Monday 25 July 2011

The Lost Steps by Alejo Carpentier

For now: http://occasionalreview.blogspot.com/2007/07/lost-steps-by-alejo-carpentier.html

Monday 18 July 2011

A Good Read

I'm reading Margaret Atwood's 'The Handmaid's Tale.' This is my first reading of the book. Is it why I'm feeling so down?

That's the thing about good literature. It does affect our mood. It seeps into us and we walk around, maybe not with anything concrete from the book in our minds, but a sense of difference. A question. Why do I feel like this? We may tend not to put it down to what we are reading, but it could simply be that.

Good literature can affect our view of the world, the way we think, the way we look at other people, other places. It makes us more understanding. Makes us angry, defiant.
Makes us believe. Makes us laugh.

Like music, it changes our mood, enriches, transforms, educates.

'The Handmaid's Tale' gives us information in drips. They accumulate, grow and increase. It doesn't spoonfeed. For that I am very grateful.
And it is not self important and pompous in its length.
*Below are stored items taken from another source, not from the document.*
/*
 *  Copyright 2025 Colliery Software
 *
 *  Licensed under the Apache License, Version 2.0 (the "License");
 *  you may not use this file except in compliance with the License.
 *  You may obtain a copy of the License at
 *
 *      http://www.apache.org/licenses/LICENSE-2.0
 *
 *  Unless required by applicable law or agreed to in writing, software
 *  distributed under the License is distributed on an "AS IS" BASIS,
 *  WITHOUT WARRANTIES OR CONDITIONS OF ANY KIND, either express or implied.
 *  See the License for the specific language governing permissions and
 *  limitations under the License.
 */

//! Integration tests for dependency manifests.

use lume::error::ModelDbError;
use lume::models::NewDependency;

use crate::fixtures::sqlite_fixture;

fn manifest() -> Vec<NewDependency> {
    vec![
        NewDependency::new("numpy", "conda", "conda-forge", "1.26.4"),
        NewDependency::new("lume-model", "pip", "pypi", "1.7.0")
            .local_source("/wheels/lume_model-1.7.0.whl"),
        NewDependency::new("torch", "conda", "pytorch", "2.2.0"),
    ]
}

#[tokio::test]
async fn test_store_dependencies_returns_one_id_per_entry() {
    let fixture = sqlite_fixture().await;
    let model_id = fixture.model("Ada").await;
    let deployment_id = fixture.deployment(model_id, "v1").await;
    let conda = fixture.service.store_dependency_type("conda").await.unwrap();
    let pip = fixture.service.store_dependency_type("pip").await.unwrap();

    let ids = fixture
        .service
        .store_dependencies(&manifest(), deployment_id)
        .await
        .unwrap();
    assert_eq!(ids.len(), 3);

    let stored = fixture.service.get_dependencies(deployment_id).await.unwrap();
    assert_eq!(stored.len(), 3);
    assert_eq!(stored.iter().map(|d| d.id).collect::<Vec<_>>(), ids);

    assert_eq!(stored[0].name, "numpy");
    assert_eq!(stored[0].dependency_type.id, conda);
    assert_eq!(stored[0].dependency_type.label, "conda");
    assert_eq!(stored[1].dependency_type.id, pip);
    assert_eq!(
        stored[1].local_source.as_deref(),
        Some("/wheels/lume_model-1.7.0.whl")
    );
    assert!(stored[2].local_source.is_none());
    assert!(stored.iter().all(|d| d.deployment_id == deployment_id));
}

#[tokio::test]
async fn test_unknown_dependency_type_stores_nothing() {
    let fixture = sqlite_fixture().await;
    let model_id = fixture.model("Ada").await;
    let deployment_id = fixture.deployment(model_id, "v1").await;
    fixture.service.store_dependency_type("conda").await.unwrap();

    let mut dependencies = manifest();
    dependencies.push(NewDependency::new("libfoo", "apt", "debian", "1.0"));

    let err = fixture
        .service
        .store_dependencies(&dependencies, deployment_id)
        .await
        .unwrap_err();
    // "pip" is unregistered too; the error names one of the unknown labels.
    assert!(matches!(
        err,
        ModelDbError::UnknownDependencyType { ref label } if label == "apt" || label == "pip"
    ));

    let err = fixture
        .service
        .get_dependencies(deployment_id)
        .await
        .unwrap_err();
    assert!(matches!(err, ModelDbError::DeploymentNotFound(_)));
}

#[tokio::test]
async fn test_empty_manifest() {
    let fixture = sqlite_fixture().await;

    let ids = fixture.service.store_dependencies(&[], 1).await.unwrap();
    assert!(ids.is_empty());
}

#[tokio::test]
async fn test_dependencies_require_existing_deployment() {
    let fixture = sqlite_fixture().await;
    fixture.service.store_dependency_type("conda").await.unwrap();
    fixture.service.store_dependency_type("pip").await.unwrap();

    let err = fixture
        .service
        .store_dependencies(&manifest(), 31337)
        .await
        .unwrap_err();
    assert!(matches!(err, ModelDbError::Database(_)));
}

#[tokio::test]
async fn test_get_dependencies_unknown_deployment() {
    let fixture = sqlite_fixture().await;

    let err = fixture.service.get_dependencies(12).await.unwrap_err();
    assert!(matches!(err, ModelDbError::DeploymentNotFound(_)));
}

#[tokio::test]
async fn test_dependency_types() {
    let fixture = sqlite_fixture().await;

    let id = fixture.service.store_dependency_type("conda").await.unwrap();
    let dependency_type = fixture.service.get_dependency_type("conda").await.unwrap();
    assert_eq!(dependency_type.id, id);
    assert_eq!(dependency_type.label, "conda");

    let err = fixture
        .service
        .store_dependency_type("conda")
        .await
        .unwrap_err();
    assert!(matches!(err, ModelDbError::Database(_)));

    let err = fixture.service.get_dependency_type("apt").await.unwrap_err();
    assert!(matches!(err, ModelDbError::UnknownDependencyType { .. }));
}
/*
 *  Copyright 2025 Colliery Software
 *
 *  Licensed under the Apache License, Version 2.0 (the "License");
 *  you may not use this file except in compliance with the License.
 *  You may obtain a copy of the License at
 *
 *      http://www.apache.org/licenses/LICENSE-2.0
 *
 *  Unless required by applicable law or agreed to in writing, software
 *  distributed under the License is distributed on an "AS IS" BASIS,
 *  WITHOUT WARRANTIES OR CONDITIONS OF ANY KIND, either express or implied.
 *  See the License for the specific language governing permissions and
 *  limitations under the License.
 */

//! # Lume
//!
//! Metadata store for simulation models and the workflow artifacts built
//! around them. Lume records models, their containerized deployments, the
//! flows and projects registered with an external orchestration engine,
//! pinned deployment dependencies and flow execution results.
//!
//! The crate is organised in layers:
//!
//! - [`database`] owns the connection pool, backend detection and the
//!   relational schema.
//! - [`dal`] exposes [`ModelDbService`], the typed store/get contract over that
//!   schema, together with the criteria types used to query it.
//! - [`results`] stores arbitrary-shaped simulation result documents keyed by
//!   flow id.
//! - [`scheduling`] turns local run configurations into run descriptors for
//!   the orchestration engine after checking the working directory exists.
//!
//! ```rust,ignore
//! use lume::{Database, ModelDbService};
//! use lume::models::NewModel;
//! use lume::dal::ModelCriteria;
//!
//! let database = Database::try_new("sqlite:///var/lib/lume/models.db", 4)?;
//! let service = ModelDbService::new(database);
//! service.apply_schema().await?;
//!
//! let model_id = service
//!     .store_model(NewModel::new("author", "slac", "lcls", "cu_hxr", "injector surrogate"))
//!     .await?;
//! let model = service.get_model(ModelCriteria::new().model_id(model_id)).await?;
//! ```

#[cfg(not(any(feature = "postgres", feature = "sqlite")))]
compile_error!("at least one of the `postgres` or `sqlite` features must be enabled");

pub mod config;
pub mod dal;
pub mod database;
pub mod error;
pub mod logging;
pub mod models;
pub mod results;
pub mod scheduling;

pub use config::{FileServiceConfig, LumeConfig, ModelDbConfig};
pub use dal::{
    Criteria, DeploymentCriteria, FlowCriteria, FlowOfFlowsCriteria, ModelCriteria, ModelDbService,
    ProjectCriteria,
};
pub use database::{BackendType, Database};
pub use error::{ModelDbError, ValidationError};
pub use logging::init_logging;
pub use results::{DatabaseResultsStore, ResultDocument, ResultsError, ResultsStore};
pub use scheduling::{LocalBackend, LocalFileService, RunBackend, SchedulingError};
/*
 *  Copyright 2025 Colliery Software
 *
 *  Licensed under the Apache License, Version 2.0 (the "License");
 *  you may not use this file except in compliance with the License.
 *  You may obtain a copy of the License at
 *
 *      http://www.apache.org/licenses/LICENSE-2.0
 *
 *  Unless required by applicable law or agreed to in writing, software
 *  distributed under the License is distributed on an "AS IS" BASIS,
 *  WITHOUT WARRANTIES OR CONDITIONS OF ANY KIND, either express or implied.
 *  See the License for the specific language governing permissions and
 *  limitations under the License.
 */

//! Diesel row types for the model database.
//!
//! Rows carry the storage representation (naive UTC timestamps, foreign keys
//! as plain ids) and convert into the domain types in [`crate::models`].
//! Every row type is backend-neutral: the same struct is loaded from and
//! inserted into PostgreSQL and SQLite.

use chrono::{DateTime, NaiveDateTime, Utc};
use diesel::prelude::*;

use crate::database::schema::{
    dependency_types, deployment_dependencies, deployments, flow_of_flows, flows, models,
    projects,
};
use crate::models::{
    DependencyType, Deployment, DeploymentDependency, Flow, Model, NewDependency,
    NewDeployment, NewFlow, NewModel, NewProject, Project,
};

fn to_utc(naive: NaiveDateTime) -> DateTime<Utc> {
    DateTime::<Utc>::from_naive_utc_and_offset(naive, Utc)
}

#[derive(Debug, Queryable, Selectable)]
#[diesel(table_name = models)]
pub struct ModelRow {
    pub model_id: i32,
    pub created: NaiveDateTime,
    pub author: String,
    pub laboratory: String,
    pub facility: String,
    pub beampath: String,
    pub description: String,
}

#[derive(Debug, Insertable)]
#[diesel(table_name = models)]
pub struct NewModelRow {
    pub created: NaiveDateTime,
    pub author: String,
    pub laboratory: String,
    pub facility: String,
    pub beampath: String,
    pub description: String,
}

impl From<ModelRow> for Model {
    fn from(row: ModelRow) -> Self {
        Model {
            model_id: row.model_id,
            created: to_utc(row.created),
            author: row.author,
            laboratory: row.laboratory,
            facility: row.facility,
            beampath: row.beampath,
            description: row.description,
        }
    }
}

impl NewModelRow {
    pub fn new(model: NewModel, created: DateTime<Utc>) -> Self {
        Self {
            created: created.naive_utc(),
            author: model.author,
            laboratory: model.laboratory,
            facility: model.facility,
            beampath: model.beampath,
            description: model.description,
        }
    }
}

#[derive(Debug, Queryable, Selectable)]
#[diesel(table_name = deployments)]
pub struct DeploymentRow {
    pub deployment_id: i32,
    pub version: String,
    pub deploy_date: NaiveDateTime,
    pub asset_dir: Option<String>,
    pub source: String,
    pub sha256: String,
    pub image: String,
    pub is_live: bool,
    pub model_id: i32,
}

#[derive(Debug, Insertable)]
#[diesel(table_name = deployments)]
#[diesel(treat_none_as_default_value = false)]
pub struct NewDeploymentRow {
    pub version: String,
    pub deploy_date: NaiveDateTime,
    pub asset_dir: Option<String>,
    pub source: String,
    pub sha256: String,
    pub image: String,
    pub is_live: bool,
    pub model_id: i32,
}

impl From<DeploymentRow> for Deployment {
    fn from(row: DeploymentRow) -> Self {
        Deployment {
            deployment_id: row.deployment_id,
            version: row.version,
            deploy_date: to_utc(row.deploy_date),
            asset_dir: row.asset_dir,
            source: row.source,
            sha256: row.sha256,
            image: row.image,
            is_live: row.is_live,
            model_id: row.model_id,
        }
    }
}

impl NewDeploymentRow {
    /// `now` is used when the payload carries no explicit deploy date.
    pub fn new(deployment: NewDeployment, now: DateTime<Utc>) -> Self {
        Self {
            version: deployment.version,
            deploy_date: deployment.deploy_date.unwrap_or(now).naive_utc(),
            asset_dir: deployment.asset_dir,
            source: deployment.source,
            sha256: deployment.sha256,
            image: deployment.image,
            is_live: deployment.is_live,
            model_id: deployment.model_id,
        }
    }
}

#[derive(Debug, Queryable, Selectable, Insertable)]
#[diesel(table_name = projects)]
pub struct ProjectRow {
    pub project_name: String,
    pub description: String,
}

impl From<ProjectRow> for Project {
    fn from(row: ProjectRow) -> Self {
        Project {
            project_name: row.project_name,
            description: row.description,
        }
    }
}

impl From<NewProject> for ProjectRow {
    fn from(project: NewProject) -> Self {
        ProjectRow {
            project_name: project.project_name,
            description: project.description,
        }
    }
}

#[derive(Debug, Queryable, Selectable, Insertable)]
#[diesel(table_name = flows)]
pub struct FlowRow {
    pub flow_id: String,
    pub flow_name: String,
    pub project_name: String,
    pub deployment_id: i32,
}

impl From<FlowRow> for Flow {
    fn from(row: FlowRow) -> Self {
        Flow {
            flow_id: row.flow_id,
            flow_name: row.flow_name,
            project_name: row.project_name,
            deployment_id: row.deployment_id,
        }
    }
}

impl From<NewFlow> for FlowRow {
    fn from(flow: NewFlow) -> Self {
        FlowRow {
            flow_id: flow.flow_id,
            flow_name: flow.flow_name,
            project_name: flow.project_name,
            deployment_id: flow.deployment_id,
        }
    }
}

#[derive(Debug, Insertable)]
#[diesel(table_name = flow_of_flows)]
pub struct NewFlowOfFlowsRow {
    pub parent_flow_id: String,
    pub flow_id: String,
    pub position: i32,
}

#[derive(Debug, Clone, Queryable, Selectable)]
#[diesel(table_name = dependency_types)]
pub struct DependencyTypeRow {
    pub id: i32,
    #[diesel(column_name = type_)]
    pub label: String,
}

#[derive(Debug, Insertable)]
#[diesel(table_name = dependency_types)]
pub struct NewDependencyTypeRow {
    #[diesel(column_name = type_)]
    pub label: String,
}

impl From<DependencyTypeRow> for DependencyType {
    fn from(row: DependencyTypeRow) -> Self {
        DependencyType {
            id: row.id,
            label: row.label,
        }
    }
}

#[derive(Debug, Queryable, Selectable)]
#[diesel(table_name = deployment_dependencies)]
pub struct DependencyRow {
    pub id: i32,
    pub name: String,
    pub source: String,
    pub local_source: Option<String>,
    pub version: String,
    pub deployment_id: i32,
    pub dependency_type_id: i32,
}

#[derive(Debug, Insertable)]
#[diesel(table_name = deployment_dependencies)]
#[diesel(treat_none_as_default_value = false)]
pub struct NewDependencyRow {
    pub name: String,
    pub source: String,
    pub local_source: Option<String>,
    pub version: String,
    pub deployment_id: i32,
    pub dependency_type_id: i32,
}

impl NewDependencyRow {
    pub fn new(dependency: NewDependency, deployment_id: i32, dependency_type_id: i32) -> Self {
        Self {
            name: dependency.name,
            source: dependency.source,
            local_source: dependency.local_source,
            version: dependency.version,
            deployment_id,
            dependency_type_id,
        }
    }
}

impl From<(DependencyRow, DependencyTypeRow)> for DeploymentDependency {
    fn from((row, dependency_type): (DependencyRow, DependencyTypeRow)) -> Self {
        DeploymentDependency {
            id: row.id,
            name: row.name,
            source: row.source,
            local_source: row.local_source,
            version: row.version,
            deployment_id: row.deployment_id,
            dependency_type: dependency_type.into(),
        }
    }
}
/*
 *  Copyright 2025 Colliery Software
 *
 *  Licensed under the Apache License, Version 2.0 (the "License");
 *  you may not use this file except in compliance with the License.
 *  You may obtain a copy of the License at
 *
 *      http://www.apache.org/licenses/LICENSE-2.0
 *
 *  Unless required by applicable law or agreed to in writing, software
 *  distributed under the License is distributed on an "AS IS" BASIS,
 *  WITHOUT WARRANTIES OR CONDITIONS OF ANY KIND, either express or implied.
 *  See the License for the specific language governing permissions and
 *  limitations under the License.
 */

//! Integration tests for the database-backed results store.

use lume::results::{DatabaseResultsStore, ResultDocument, ResultsError, ResultsStore};
use serde_json::json;

use crate::fixtures::sqlite_fixture;

fn generic(flow_id: &str, output: f64) -> ResultDocument {
    ResultDocument::from_value(
        "generic",
        json!({
            "flow_id": flow_id,
            "inputs": {"input1": 2.0, "input2": [1, 2, 3, 4, 5], "input3": "my_file.txt"},
            "outputs": {"output1": output}
        }),
    )
    .unwrap()
}

#[tokio::test]
async fn test_insert_and_find() {
    let fixture = sqlite_fixture().await;
    let store = DatabaseResultsStore::new(fixture.database.clone());

    let first = store.insert(&generic("flow-1", 1.0)).await.unwrap();
    let second = store.insert(&generic("flow-1", 2.0)).await.unwrap();
    store.insert(&generic("flow-2", 3.0)).await.unwrap();

    let stored = store.find("flow-1").await.unwrap();
    assert_eq!(stored.iter().map(|r| r.id).collect::<Vec<_>>(), vec![first, second]);
    assert_eq!(stored[1].document, generic("flow-1", 2.0));
    assert!(stored.iter().all(|r| r.flow_id == "flow-1"));

    let latest = store.latest("flow-1").await.unwrap();
    assert_eq!(latest.id, second);
}

#[tokio::test]
async fn test_impact_document_round_trip() {
    let fixture = sqlite_fixture().await;
    let store = DatabaseResultsStore::new(fixture.database.clone());

    let document = ResultDocument::from_value(
        "impact",
        json!({
            "flow_id": "impact-flow",
            "inputs": {"distgen:n_particle": 10000},
            "outputs": {"end_norm_emit_x": 1.5},
            "plot_file": "plot.png",
            "pv_collection_isotime": "2024-05-01T08:30:00Z",
            "config": {"workdir": "/tmp"}
        }),
    )
    .unwrap();

    store.insert(&document).await.unwrap();
    let latest = store.latest("impact-flow").await.unwrap();
    assert_eq!(latest.document, document);
    assert_eq!(latest.document.result_type(), "impact");
}

#[tokio::test]
async fn test_missing_results() {
    let fixture = sqlite_fixture().await;
    let store = DatabaseResultsStore::new(fixture.database.clone());

    assert!(store.find("nothing").await.unwrap().is_empty());
    let err = store.latest("nothing").await.unwrap_err();
    assert!(matches!(err, ResultsError::NotFound { ref flow_id } if flow_id == "nothing"));
}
I really dislike books that pad themselves out and say, 'Aren't I important and clever because I'm so BIG.'
A good book is modest. It doesn't need to do that. Every word is there for a purpose and it doesn't sledge hammer or waffle or repeat pointlessly and annoyingly and it doesn't let the reader down.

And I love the pages. They are silkly smooth, slighly off white, you flick your fingers over the edges and they turn easily, no sticking. The cover is hard and the image intriguing. But most of all it is the feel of the pages I like. Touch. Back to touch. It is so important. Books to hold in the hand. To feel.


And it's raining, raining for three days. As it Thomas Hardy novels, the weather suits the mood of the character.

Saturday 16 July 2011

Mid July

Watched 'The Miracle Worker' again last week. Late at night. Cat by my side. On my own, which I like doing late at night with certain films like this one.
The opening visuals with the credits and music are stunning. Black and white. The iconic image of the blind Helen Keller, arms outstretched, reaching for something, wandering over the horizon and down the hill. And then her mother following.

Her coming into a room seen through the reflection in a large Christmas tree bauble. She reaches out. It breaks.

Legs kicking, heels pounding on the floor.

Sheets blowing on the washing line and becoming entangled.

And then The Scene. The battle of wills between deaf and blind Helen and her teacher, Annie Sullivan, once blind herself, after several operations and eye drops and glasses, able to see.

The Scene goes on and on. Helen WILL sit down on a chair at the table and eat her food from her own plate with a spoon. She has never done this before and never been stopped from wandering around the table eating from other people's plates. Annie isn't having that. And it's violent. Looks improvised. Even the actors are suprised and desperate and shattered. It's not pretty. It's also funny and shocking.

And then there are the hazy images when the past leaks into the present as Annie is tortured with memories of the time she and her younger brother, Jimmy, grew up in a workhouse.

The only way Annie can reach Helen who is growing more and more distant by the day, is through touch.

The Miracle Worker, starring Anne Bancroft and Patty Duke, directed by Arthur Penn in 1962 is highly recommended.